Unfortunately, spotting cancerous cells and determining how abnormal they appear are difficult, and pathologists sometimes make errors. In one study, pathologists at Johns Hopkins reviewed biopsy samples of 535 men who had been referred for radical prostatectomy and reclassified 7 (1.3%) as benign. Upon subsequent clinical workup, 6 of 7 men were considered not to have prostate cancer, and their surgery was canceled. Getting an incorrect reading can limit your treatment options—or lead to having treatments that you don’t need.

How To Get a Second Opinion

Try to get opinions from doctors who practice at different hospitals. Often those who work at the same institution share the same views. Or they may be reluctant to disagree with one another.
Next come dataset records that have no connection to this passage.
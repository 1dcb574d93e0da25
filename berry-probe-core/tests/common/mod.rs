use axum::extract::Json;
use axum::http::StatusCode;
use axum::response::{IntoResponse, Response};
use axum::routing::{get, post};
use axum::Router;
use serde_json::{json, Value};
use std::time::Duration;

/// 启动一个模拟路由器，返回base URL
/// 聊天接口按请求体里的backend名字演不同的故障剧本
pub async fn spawn_mock_router() -> String {
    let app = Router::new()
        .route("/v1/chat/completions", post(chat_handler))
        .route("/smart-ai/weights", get(weights_handler))
        .route("/models", get(models_handler));

    let listener = tokio::net::TcpListener::bind("127.0.0.1:0")
        .await
        .unwrap();
    let addr = listener.local_addr().unwrap();

    tokio::spawn(async move {
        axum::serve(listener, app).await.unwrap();
    });

    format!("http://{}", addr)
}

async fn chat_handler(Json(payload): Json<Value>) -> Response {
    let backend = payload["backend"].as_str().unwrap_or_default();
    let streaming = payload["stream"].as_bool().unwrap_or(false);

    match backend {
        "slow_backend" => {
            tokio::time::sleep(Duration::from_secs(5)).await;
            ok_completion(streaming)
        }
        "err_backend" => {
            let body = format!("internal error: {}", "x".repeat(300));
            (StatusCode::INTERNAL_SERVER_ERROR, body).into_response()
        }
        "bad_json_backend" => (StatusCode::OK, "plainly not json").into_response(),
        "empty_stream_backend" => (StatusCode::OK, String::new()).into_response(),
        "verbose_backend" => Json(json!({
            "choices": [{"message": {
                "role": "assistant",
                "content": "p".repeat(60)
            }}]
        }))
        .into_response(),
        _ => ok_completion(streaming),
    }
}

fn ok_completion(streaming: bool) -> Response {
    if streaming {
        (
            StatusCode::OK,
            "data: {\"choices\":[{\"delta\":{\"content\":\"pong\"}}]}\n\ndata: [DONE]\n\n",
        )
            .into_response()
    } else {
        Json(json!({
            "choices": [{"message": {"role": "assistant", "content": "pong"}}]
        }))
        .into_response()
    }
}

async fn weights_handler() -> Json<Value> {
    Json(json!({
        "models": [
            {
                "name": "gpt-4o",
                "backends": [
                    {"provider": "openai_official", "model": "gpt-4o",
                     "effective_weight": 0.6, "confidence": 0.9,
                     "enabled": true, "is_premium": true},
                    {"provider": "azure_openai", "model": "gpt-4o",
                     "effective_weight": 0.4, "confidence": 0.8,
                     "enabled": true, "is_premium": false},
                    {"provider": "disabled_provider", "model": "gpt-4o",
                     "effective_weight": 0.1, "confidence": 0.2,
                     "enabled": false, "is_premium": false}
                ],
                "stats": {
                    "total_backends": 2,
                    "healthy_backends": 2,
                    "average_confidence": 0.85,
                    "premium_backends": 1
                }
            },
            {
                "name": "claude-sonnet-4",
                "backends": [
                    {"provider": "anthropic_claude", "model": "claude-sonnet-4",
                     "effective_weight": 1.0, "confidence": 0.95,
                     "enabled": true, "is_premium": false}
                ],
                "stats": {
                    "total_backends": 1,
                    "healthy_backends": 1,
                    "average_confidence": 0.95,
                    "premium_backends": 0
                }
            }
        ],
        "total_smart_ai_models": 2
    }))
}

async fn models_handler() -> Json<Value> {
    Json(json!({
        "data": [{"id": "gpt-4o"}, {"id": "claude-sonnet-4"}]
    }))
}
Some patients are reluctant to bring up the matter of second opinions, thinking that their doctor may not be receptive to involving another physician. Today, however, doctors in step with current medical standards welcome such discussions and support their patients’ desire for additional information whenever appropriate. Health insurers generally pay for second opinions, and some even require them before certain procedures.
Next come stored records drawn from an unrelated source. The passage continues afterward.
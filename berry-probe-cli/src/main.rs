//! Berry Probe CLI Tool
//!
//! Command line health checking and monitoring for Berry API backends

mod output;

use anyhow::Result;
use berry_probe_core::{
    BenchmarkOptions, BenchmarkRunner, ConcurrencyMode, ContinuousMonitor, MonitorOptions,
    ProbeConfig, ProbeDispatcher, ProbeOptions, WeightsResponse,
};
use clap::{Parser, Subcommand};
use output::ConsoleReporter;
use std::time::Duration;

#[derive(Parser)]
#[command(name = "berry-probe")]
#[command(about = "Health checking and monitoring tools for Berry API backends")]
struct Cli {
    /// Router base URL
    #[arg(long, global = true)]
    url: Option<String>,
    /// Auth token (passed through as-is)
    #[arg(long, global = true)]
    token: Option<String>,
    /// Model used for probe requests
    #[arg(long, global = true)]
    model: Option<String>,
    /// Request timeout in seconds
    #[arg(long, global = true)]
    timeout: Option<u64>,
    /// Backends to probe (default: discovered from the router)
    #[arg(long, global = true, num_args = 1..)]
    backends: Option<Vec<String>>,
    /// Path to configuration file
    #[arg(long, global = true)]
    config: Option<String>,
    #[command(subcommand)]
    command: Commands,
}

#[derive(Subcommand)]
enum Commands {
    /// Run a single health check round over the backends
    Check {
        /// Probe with streaming requests
        #[arg(long)]
        streaming: bool,
        /// Probe backends one by one instead of in parallel
        #[arg(long)]
        serial: bool,
    },
    /// Continuously monitor backend health and weight drift
    Monitor {
        /// Seconds between check cycles
        #[arg(long, default_value_t = 60)]
        interval: u64,
    },
    /// Benchmark backend latency over multiple serial rounds
    Benchmark {
        /// Number of rounds
        #[arg(long, default_value_t = 3)]
        rounds: usize,
    },
    /// Show weight distribution, cost exposure and health reports
    Weights {
        /// Limit the report to a single model
        #[arg(long)]
        model: Option<String>,
        /// Ask the router for detailed per-backend health data
        #[arg(long)]
        detailed: bool,
    },
}

#[tokio::main]
async fn main() -> Result<()> {
    tracing_subscriber::fmt::init();

    let cli = Cli::parse();
    let config = resolve_config(&cli)?;

    let dispatcher = ProbeDispatcher::from_config(&config);

    let backends = match cli.backends.clone() {
        Some(backends) => backends,
        None => dispatcher.available_backends().await,
    };

    if backends.is_empty() {
        anyhow::bail!("no backends to probe");
    }

    match cli.command {
        Commands::Check { streaming, serial } => {
            let options = ProbeOptions {
                model: config.model.clone(),
                timeout: Duration::from_secs(config.timeout_seconds),
                streaming,
                concurrency: if serial {
                    ConcurrencyMode::Serial
                } else {
                    ConcurrencyMode::Parallel(config.parallel_probes)
                },
            };

            println!("🏥 Checking {} backends...", backends.len());
            println!("Model: {}", options.model);
            println!("Timeout: {}s", config.timeout_seconds);
            println!("Streaming: {}", if streaming { "yes" } else { "no" });
            println!("Parallel: {}", if serial { "no" } else { "yes" });
            println!("{}", "-".repeat(50));

            let round = dispatcher
                .probe_round(&backends, &options, &ConsoleReporter)
                .await;
            output::print_round_summary(&round);
        }
        Commands::Monitor { interval } => {
            let options = MonitorOptions {
                probe: ProbeOptions::from_config(&config),
                interval: Duration::from_secs(interval),
                change_threshold: config.weight_change_threshold,
            };
            let monitor = ContinuousMonitor::new(dispatcher, options);

            println!(
                "🔄 Monitoring {} backends (interval: {}s)",
                backends.len(),
                interval
            );
            println!("Press Ctrl+C to stop");
            println!("{}", "=".repeat(60));

            let (shutdown_tx, shutdown_rx) = ContinuousMonitor::shutdown_channel();
            tokio::spawn(async move {
                if tokio::signal::ctrl_c().await.is_ok() {
                    let _ = shutdown_tx.send(true);
                }
            });

            monitor.run(&backends, shutdown_rx, &ConsoleReporter).await?;
            println!("\n👋 Monitoring stopped");
        }
        Commands::Benchmark { rounds } => {
            let options = BenchmarkOptions {
                probe: ProbeOptions::from_config(&config),
                rounds,
                round_delay: Duration::from_secs(config.benchmark_delay_seconds),
            };
            let runner = BenchmarkRunner::new(dispatcher, options);

            println!(
                "🏃 Benchmarking {} backends over {} rounds",
                backends.len(),
                rounds
            );
            println!("{}", "=".repeat(50));

            let stats = runner.run(&backends, &ConsoleReporter).await?;
            output::print_benchmark_stats(&stats, rounds);
        }
        Commands::Weights { model, detailed } => {
            let client = dispatcher.client();
            let response: WeightsResponse = match model {
                Some(model_name) => {
                    let single = client.get_model_weights(&model_name, detailed).await?;
                    WeightsResponse {
                        models: vec![single.model],
                        total_smart_ai_models: 1,
                    }
                }
                None => client.get_weights(detailed, true).await?,
            };

            output::print_weight_report(&response);
        }
    }

    Ok(())
}

/// 合并配置：配置文件（可选）打底，命令行参数覆盖
fn resolve_config(cli: &Cli) -> Result<ProbeConfig> {
    let mut config = match &cli.config {
        Some(path) => berry_probe_core::load_config_from_path(path)?,
        None => ProbeConfig::default(),
    };

    if let Some(url) = &cli.url {
        config.base_url = url.clone();
    }
    if let Some(token) = &cli.token {
        config.auth_token = token.clone();
    }
    if let Some(model) = &cli.model {
        config.model = model.clone();
    }
    if let Some(timeout) = cli.timeout {
        config.timeout_seconds = timeout;
    }

    config.validate()?;
    Ok(config)
}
Your primary care doctor and the urologist who performed the biopsy are the best sources for referrals. Request that, if possible, they suggest a colleague affiliated with a different hospital. Although this is not absolutely necessary, the practice is prudent, because doctors who work at the same institution often share similar views and may be reluctant to contradict one another. Also check to be certain the consultant is board certified in the appropriate specialty. The American Medical Association (www.ama-assn.org) and the American Urological Association (www.urologyhealth.org) offer referral services. Hospitals, local health departments, family, and friends are other possible resources.
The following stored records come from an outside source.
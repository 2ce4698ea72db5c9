// SPDX-License-Identifier: MIT OR Apache-2.0

//! Persistent handle enumeration

use std::io::{Read, Write};

use tracing::debug;

use crate::error::Result;
use crate::{Tpm, TPM_CAP_HANDLES, TPM_PERSISTENT_FIRST, TPM_PERSISTENT_LAST};

/// Handles requested per GetCapability round trip
const HANDLES_PER_QUERY: u32 = 64;

/// Handle-related TPM operations
pub trait HandleOps {
    /// List every persistent handle currently in use, in ascending order
    fn persistent_handles(&mut self) -> Result<Vec<u32>>;

    /// Lowest unused handle in the owner persistent range, if any
    fn find_vacant_persistent_handle(&mut self) -> Result<Option<u32>> {
        let used = self.persistent_handles()?;
        Ok(first_vacant(&used))
    }
}

impl<D: Read + Write> HandleOps for Tpm<D> {
    fn persistent_handles(&mut self) -> Result<Vec<u32>> {
        let mut handles = Vec::new();
        let mut next = TPM_PERSISTENT_FIRST;

        loop {
            let (more_data, mut resp) = self.get_capability(TPM_CAP_HANDLES, next, HANDLES_PER_QUERY)?;

            // TPML_HANDLE
            let count = resp.read_u32()?;
            let mut last = None;
            for _ in 0..count {
                let handle = resp.read_u32()?;
                if handle > TPM_PERSISTENT_LAST {
                    break;
                }
                handles.push(handle);
                last = Some(handle);
            }

            match last {
                Some(handle) if more_data && handle < TPM_PERSISTENT_LAST => next = handle + 1,
                _ => break,
            }
        }

        debug!(count = handles.len(), "enumerated persistent handles");
        handles.sort_unstable();
        Ok(handles)
    }
}

/// Pick the first handle in the persistent range not present in `used`
///
/// `used` must be sorted ascending.
pub fn first_vacant(used: &[u32]) -> Option<u32> {
    let mut candidate = TPM_PERSISTENT_FIRST;
    for &handle in used {
        if handle < candidate {
            continue;
        }
        if handle > candidate {
            break;
        }
        if candidate == TPM_PERSISTENT_LAST {
            return None;
        }
        candidate += 1;
    }
    Some(candidate)
}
If your referring doctor is unwilling to discuss the possibility of a second opinion or makes you feel uncomfortable about the matter, strongly consider changing doctors.

Before meeting with you, the consultant will require all relevant medical records. The first doctor’s office can send written reports and test results directly to the consultant. Be sure to call before your appointment to confirm their arrival, as it will be impossible to proceed without proper documentation; you can also choose to collect the records and deliver them personally.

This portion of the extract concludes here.